How can you prepare for your arrival in France?

What can you do to make passing through customs, obtaining a tax refund, and entering France in your own vehicle easier? What kind of duty relief can you benefit from? To help you prepare for your stay in France, below are some answers to some important questions.

To avoid violations, customs informs you that certain goods such as counterfeit goods are prohibited, that others must be declared, and that others are to be avoided all together…

How to make passing through customs easier

Whether you’re arriving in France at a road crossing, a railway station, a port or an airport, there are two separate customs clearance channels. The one you must choose will depend on the nature and quantity of your goods:

  • the “green” channel: you have nothing to declare;
  • the “red” channel: you must declare your goods.

Note: for security and health reasons and for the protection of the environment you can be checked by customs authorities anywhere on French national territory, and not just at the French borders.

Your personal vehicle

If you live outside of the European Union, you will have no formalities to satisfy with regard to your personal vehicle when arriving in France for a stay of less than six months, as long as when you leave the country again you take your vehicle with you.
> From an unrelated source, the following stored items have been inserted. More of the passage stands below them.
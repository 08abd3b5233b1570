use clap::{Parser, Subcommand, ValueEnum};

pub mod commands;

#[derive(Parser)]
#[command(name = "mylifepictures")]
#[command(version)]
#[command(about = "Supabase setup diagnostics for MyLifePictures.ai")]
#[command(long_about = "Checks that the Supabase project behind MyLifePictures.ai is configured: \
                       environment variables, connectivity, auth, tables and storage buckets. \
                       Start with 'mylifepictures doctor'.")]
pub struct Cli {
    #[command(subcommand)]
    pub command: Option<Commands>,
}

#[derive(Subcommand)]
pub enum Commands {
    /// Run the Supabase configuration checks and report the results
    Doctor {
        /// Output format
        #[arg(long, value_enum, default_value_t = DoctorFormat::Text, help = "Output format: text or json")]
        format: DoctorFormat,
        /// Show details for passing checks too
        #[arg(long, short = 'v', help = "Show details and actions for every check")]
        verbose: bool,
    },
    /// Copy the Supabase setup instructions to the clipboard
    Instructions {
        /// Print instead of copying
        #[arg(long, help = "Print the instructions to stdout instead of the clipboard")]
        stdout: bool,
    },
    /// Show which Supabase variables are set and whether the app is ready
    Status,
}

#[derive(Debug, Clone, Copy, PartialEq, Eq, ValueEnum)]
pub enum DoctorFormat {
    Text,
    Json,
}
Important: during your stay in France, you are not permitted to lend or rent your car out to a resident of the European Union.

Duty relief from which you can benefit

If you are arriving in France from a country that is not a member of the European Union, you can benefit from duty relief if you are travelling with the goods you have purchased, meaning you don’t have to declare them or pay any duties and taxes. In fact, you don’t have to declare your goods at all if their total value or quantity does not surpass the authorised allowances. However, the total market value of the goods should not exceed the following amounts:

  • travellers over the age of 15 years: 430 euros for air and sea transport; 300 euros for all other transport;
  • travellers under the age of 15 years: 150 euros, regardless of the mode of transport.
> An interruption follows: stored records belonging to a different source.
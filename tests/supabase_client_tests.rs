//! Supabase client and diagnostic runner tests against a mock project
//!
//! wiremock stands in for the Auth, PostgREST and Storage endpoints so the
//! whole check sequence runs without network access.

use mylifepictures::diagnostics::{CheckStatus, ReadinessStatus};
use mylifepictures::environment::{EnvironmentSnapshot, VITE_KEY_VAR, VITE_URL_VAR};
use mylifepictures::supabase::{BackendError, BackendOperations, SupabaseClient};
use mylifepictures::{DiagnosticRunner, RunOutcome, RunnerSettings};
use serde_json::json;
use std::sync::Arc;
use std::time::Duration;
use wiremock::matchers::{header, method, path, query_param};
use wiremock::{Mock, MockServer, ResponseTemplate};

const ANON_KEY: &str = "eyJhbGciOiJIUzI1NiIsInR5cCI6IkpXVCJ9.test-anon-key";

fn snapshot_for(server: &MockServer, key: Option<&str>) -> EnvironmentSnapshot {
    let url = server.uri();
    let key = key.map(str::to_string);
    EnvironmentSnapshot::resolve(
        |name| match name {
            VITE_URL_VAR => Some(url.clone()),
            VITE_KEY_VAR => key.clone(),
            _ => None,
        },
        "https://default.supabase.co",
    )
}

fn client_for(server: &MockServer) -> SupabaseClient {
    SupabaseClient::new(&snapshot_for(server, Some(ANON_KEY)), None, Duration::from_secs(5))
        .unwrap()
}

async fn mount_json(server: &MockServer, route: &str, status: u16, body: serde_json::Value) {
    Mock::given(method("GET"))
        .and(path(route))
        .respond_with(ResponseTemplate::new(status).set_body_json(body))
        .mount(server)
        .await;
}

/// A project with two tables, one bucket and nobody signed in
async fn mount_partial_project(server: &MockServer) {
    mount_json(server, "/auth/v1/health", 200, json!({"name": "GoTrue"})).await;
    mount_json(
        server,
        "/auth/v1/user",
        403,
        json!({"code": 403, "error_code": "bad_jwt", "msg": "invalid claim: missing sub claim"}),
    )
    .await;
    mount_json(server, "/rest/v1/profiles", 200, json!([{"count": 1}])).await;
    mount_json(server, "/rest/v1/photos", 200, json!([{"count": 12}])).await;
    mount_json(
        server,
        "/rest/v1/photo_folders",
        404,
        json!({"code": "PGRST205", "message": "Could not find the table 'public.photo_folders' in the schema cache"}),
    )
    .await;
    mount_json(
        server,
        "/rest/v1/audio_recordings",
        404,
        json!({"code": "42P01", "message": "relation \"public.audio_recordings\" does not exist"}),
    )
    .await;
    mount_json(
        server,
        "/storage/v1/bucket",
        200,
        json!([{"id": "photos", "name": "photos", "public": true}]),
    )
    .await;
}

#[tokio::test]
async fn test_connection_sends_project_key() {
    let server = MockServer::start().await;
    Mock::given(method("GET"))
        .and(path("/auth/v1/health"))
        .and(header("apikey", ANON_KEY))
        .and(header("authorization", format!("Bearer {ANON_KEY}").as_str()))
        .respond_with(ResponseTemplate::new(200))
        .expect(1)
        .mount(&server)
        .await;

    let probe = client_for(&server).test_connection().await;

    assert!(probe.configured);
    assert!(probe.connected);
    assert!(probe.error.is_none());
}

#[tokio::test]
async fn test_connection_reports_rejected_key() {
    let server = MockServer::start().await;
    mount_json(
        &server,
        "/auth/v1/health",
        401,
        json!({"message": "Invalid API key"}),
    )
    .await;

    let probe = client_for(&server).test_connection().await;

    assert!(probe.configured);
    assert!(!probe.connected);
    assert_eq!(probe.error.as_deref(), Some("Invalid API key"));
}

#[tokio::test]
async fn test_unconfigured_client_makes_no_requests() {
    let server = MockServer::start().await;
    Mock::given(method("GET"))
        .respond_with(ResponseTemplate::new(200))
        .expect(0)
        .mount(&server)
        .await;

    let client =
        SupabaseClient::new(&snapshot_for(&server, None), None, Duration::from_secs(5)).unwrap();

    let probe = client.test_connection().await;
    assert!(!probe.configured);
    assert!(!probe.connected);

    let err = client.list_buckets().await.unwrap_err();
    assert!(matches!(err, BackendError::NotConfigured { .. }));
}

#[tokio::test]
async fn test_current_user_with_session_token() {
    let server = MockServer::start().await;
    Mock::given(method("GET"))
        .and(path("/auth/v1/user"))
        .and(header("authorization", "Bearer session-token"))
        .respond_with(ResponseTemplate::new(200).set_body_json(json!({
            "id": "5d9f0a52-7f8e-4a34-8a0e-1f2a3b4c5d6e",
            "email": "grandma@example.com",
            "aud": "authenticated"
        })))
        .mount(&server)
        .await;

    let client = SupabaseClient::new(
        &snapshot_for(&server, Some(ANON_KEY)),
        Some("session-token".to_string()),
        Duration::from_secs(5),
    )
    .unwrap();

    let user = client.current_user().await.unwrap().unwrap();
    assert_eq!(user.display_identity(), "grandma@example.com");
}

#[tokio::test]
async fn test_current_user_without_session_is_invalid_token() {
    let server = MockServer::start().await;
    mount_partial_project(&server).await;

    let err = client_for(&server).current_user().await.unwrap_err();

    assert_eq!(err.code(), Some("bad_jwt"));
    assert!(err.is_invalid_token());
}

#[tokio::test]
async fn test_probe_table_uses_minimal_select() {
    let server = MockServer::start().await;
    Mock::given(method("GET"))
        .and(path("/rest/v1/profiles"))
        .and(query_param("select", "count"))
        .and(query_param("limit", "1"))
        .respond_with(ResponseTemplate::new(200).set_body_json(json!([])))
        .expect(1)
        .mount(&server)
        .await;

    client_for(&server).probe_table("profiles").await.unwrap();
}

#[tokio::test]
async fn test_probe_missing_table_is_classified() {
    let server = MockServer::start().await;
    mount_partial_project(&server).await;
    let client = client_for(&server);

    let undefined = client.probe_table("audio_recordings").await.unwrap_err();
    assert_eq!(undefined.code(), Some("42P01"));
    assert!(undefined.is_missing_object());

    let uncached = client.probe_table("photo_folders").await.unwrap_err();
    assert!(uncached.is_missing_object());
}

#[tokio::test]
async fn test_list_buckets_parses_storage_listing() {
    let server = MockServer::start().await;
    mount_json(
        &server,
        "/storage/v1/bucket",
        200,
        json!([
            {"id": "photos", "name": "photos", "public": true, "owner": ""},
            {"id": "audio", "name": "audio", "public": false}
        ]),
    )
    .await;

    let buckets = client_for(&server).list_buckets().await.unwrap();

    let names: Vec<&str> = buckets.iter().map(|b| b.name.as_str()).collect();
    assert_eq!(names, vec!["photos", "audio"]);
    assert!(!buckets[1].public);
}

#[tokio::test]
async fn test_slow_endpoint_times_out() {
    let server = MockServer::start().await;
    Mock::given(method("GET"))
        .and(path("/storage/v1/bucket"))
        .respond_with(ResponseTemplate::new(200).set_delay(Duration::from_secs(2)))
        .mount(&server)
        .await;

    let client = SupabaseClient::new(
        &snapshot_for(&server, Some(ANON_KEY)),
        None,
        Duration::from_millis(200),
    )
    .unwrap();

    let err = client.list_buckets().await.unwrap_err();
    assert!(matches!(err, BackendError::Timeout { timeout_ms: 200 }));
}

#[tokio::test]
async fn test_runner_against_partially_provisioned_project() {
    let server = MockServer::start().await;
    mount_partial_project(&server).await;

    let snapshot = Arc::new(snapshot_for(&server, Some(ANON_KEY)));
    let backend = Arc::new(client_for(&server));
    let runner = DiagnosticRunner::new(snapshot, backend, RunnerSettings::default());

    let report = match runner.run().await {
        RunOutcome::Completed(report) => report,
        RunOutcome::AlreadyRunning => panic!("runner should have been idle"),
    };

    let rows: Vec<(&str, CheckStatus)> = report
        .results
        .iter()
        .map(|r| (r.name.as_str(), r.status))
        .collect();
    assert_eq!(
        rows,
        vec![
            ("Environment Variables", CheckStatus::Success),
            ("Connection Test", CheckStatus::Success),
            ("Authentication Service", CheckStatus::Success),
            ("Email Configuration", CheckStatus::Warning),
            ("Database Schema", CheckStatus::Warning),
            ("Storage Buckets", CheckStatus::Warning),
        ]
    );

    assert_eq!(
        report.results[2].details.as_deref(),
        Some("Not signed in (this is normal)")
    );
    assert_eq!(report.results[4].message, "2/4 tables exist");
    assert!(report.results[4]
        .details
        .as_deref()
        .unwrap()
        .ends_with("Missing: photo_folders, audio_recordings"));
    assert_eq!(
        report.results[5].details.as_deref(),
        Some("Found 1 buckets. Missing: audio")
    );

    assert_eq!(report.summary.passed, 3);
    assert_eq!(report.summary.warnings, 3);
    assert_eq!(report.readiness, ReadinessStatus::PartiallyReady);
    assert!(!report.halted_early);
    assert!(!runner.is_running());
}

#[tokio::test]
async fn test_runner_reports_unreachable_project() {
    let server = MockServer::start().await;
    mount_json(
        &server,
        "/auth/v1/health",
        503,
        json!({"message": "Service Unavailable"}),
    )
    .await;

    let snapshot = Arc::new(snapshot_for(&server, Some(ANON_KEY)));
    let backend = Arc::new(client_for(&server));
    let runner = DiagnosticRunner::new(snapshot, backend, RunnerSettings::default());

    let RunOutcome::Completed(report) = runner.run().await else {
        panic!("runner should have been idle");
    };

    let connection = &report.results[1];
    assert_eq!(connection.status, CheckStatus::Error);
    assert_eq!(connection.message, "Connection failed");
    assert_eq!(connection.details.as_deref(), Some("Service Unavailable"));
    // Only the environment check halts the sequence
    assert_eq!(report.results.len(), 6);
    assert!(report.has_failures());
}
All items of a value higher than the stated allowances must be declared and the value added tax (TVA) and customs duties usually applicable must be paid for by you.
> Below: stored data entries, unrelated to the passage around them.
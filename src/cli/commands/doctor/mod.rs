pub mod output;

use crate::cli::DoctorFormat;
use crate::config;
use crate::diagnostics::{DiagnosticReport, DiagnosticRunner, RunOutcome, RunState, RunnerSettings};
use crate::environment;
use crate::supabase::SupabaseClient;
use anyhow::{bail, Result};
use std::sync::Arc;
use tokio::sync::watch;

use output::DiagnosticOutput;

/// Doctor command for Supabase configuration diagnostics
pub struct DoctorCommand {
    format: DoctorFormat,
    verbose: bool,
}

impl Default for DoctorCommand {
    fn default() -> Self {
        Self::new(DoctorFormat::Text, false)
    }
}

impl DoctorCommand {
    pub fn new(format: DoctorFormat, verbose: bool) -> Self {
        Self { format, verbose }
    }

    pub async fn execute(&self) -> Result<()> {
        let config = config::config()?;
        let status = environment::status();
        let snapshot = Arc::new(status.snapshot.clone());

        let backend = SupabaseClient::new(
            &snapshot,
            config.supabase.access_token.clone(),
            config.doctor.probe_timeout(),
        )?;
        let runner = DiagnosticRunner::new(
            snapshot,
            Arc::new(backend),
            RunnerSettings::from(&config.doctor),
        );

        let output = DiagnosticOutput::new(self.format, self.verbose);
        let report = self.run_diagnostics(&runner, &output).await?;
        output.output_report(&report, status)?;

        // Exit with error if any check failed
        if report.has_failures() {
            std::process::exit(1);
        }

        Ok(())
    }

    async fn run_diagnostics(
        &self,
        runner: &DiagnosticRunner,
        output: &DiagnosticOutput,
    ) -> Result<DiagnosticReport> {
        let outcome = if matches!(self.format, DoctorFormat::Text) {
            output.print_header();
            let updates = runner.subscribe();
            let (outcome, ()) = tokio::join!(runner.run(), render_live(updates, output));
            outcome
        } else {
            runner.run().await
        };

        match outcome {
            RunOutcome::Completed(report) => Ok(report),
            RunOutcome::AlreadyRunning => bail!("Diagnostics are already running"),
        }
    }
}

/// Print each row once it settles, until the run reports it is done
async fn render_live(mut updates: watch::Receiver<RunState>, output: &DiagnosticOutput) {
    let mut printed = 0;

    while updates.changed().await.is_ok() {
        let state = updates.borrow_and_update().clone();

        for result in state.results.iter().skip(printed) {
            if !result.status.is_settled() {
                break;
            }
            output.print_row(result);
            printed += 1;
        }

        if !state.in_progress {
            break;
        }
    }
}
//! Supabase configuration diagnostics
//!
//! An ordered list of checks run against the environment snapshot and the
//! backend collaborator. Results are published through a watch channel so a
//! renderer can show each row as it settles.

pub mod checks;
pub mod runner;
pub mod types;

pub use checks::{halts_run, CheckContext, CheckFault, CheckKind};
pub use runner::{DiagnosticRunner, RunOutcome, RunnerSettings};
pub use types::{
    CheckResult, CheckStatus, DiagnosticReport, DiagnosticSummary, ReadinessStatus, RunState,
    TransitionError,
};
In addition to this duty relief, upon your arrival in mainland France, you may benefit from quantitative exemption meaning you don’t have to declare your goods or pay any duties and taxes, which notably applies to alcoholic drinks, perfumes, eau de toilette, tobacco and tobacco products.

Goods that must be declared

Cash and values
Both upon arrival in and departure from France, you must declare cash, securities and values of an amount equal to or higher than 10,000 euros to customs administration which may then carry out checks in this domain with the aim of taking action against money laundering resulting from illegal trafficking, of drugs notably.
Cultural goods
Works of art classed as “cultural goods” cannot be removed from French territory in the absence of an accompanying authorisation from the Ministry of Culture, which can take the form of a movement certificate or an export licence.
Weapons and ammunition controls
In order to help maintain public security and to take concrete action against the proliferation of weapons, French customs carry out controls on imported and exported war materials, weapons and ammunition, which includes intra-communal relations. Therefore, depending on their category and their country of origin, their entry into France is subject to certain customs formalities: prior transfer agreement, transfer permit, import authorisation for war materials, weapons and ammunition, etc.

Prohibited goods

The import and export of the following goods are prohibited:

  • counterfeit goods;
  • products of a paedophilic nature, namely « items of any kind containing images or representations of minors of a pornographic nature »;
  • asbestos or products containing asbestos.

The import of the skin and fur of cats and dogs and all products containing these is also prohibited.

Sensitive goods (to be avoided)

Do not bring into or remove from France any sensitive goods that are subject to particular customs formalities without consulting health or customs administration beforehand; for example:

  • plants, plant products originating from a country outside of the EU subject to a compulsory phytosanitary inspection: customs are particularly vigilant when it comes to the importation of these goods, verifying whether these plants are contaminated with certain harmful organisms;
  • animals and plants (alive or dead) protected by the Washington Agreement and parts (skin, feathers, teeth, etc.) and products (leathers, handbags, bracelets and watches, etc.) derived therefrom.

How to obtain a tax refund

If you live in a country that is not a member State of the European Union and you have been in France for less than six months, value added tax (VAT) can be deducted from the price of goods that you purchase in France.
There are a number of prerequisites:

  • The purchase made must correspond to a retail sale for tourism and not business purposes.
  • The value of the goods you have purchased, inclusive of all taxes (known as toutes taxes comprises, or TTC in France), in the same store and on the same day, must equal an amount higher than 175 euros.
  • The retailer will give you an export sales receipt which includes two sheets signed by the retailer and by you. By this act, you commit to meeting certain formality requirements: upon your definitive exit from the European Union, you must notably present the goods and the receipt to customs for approval before checking in your luggage.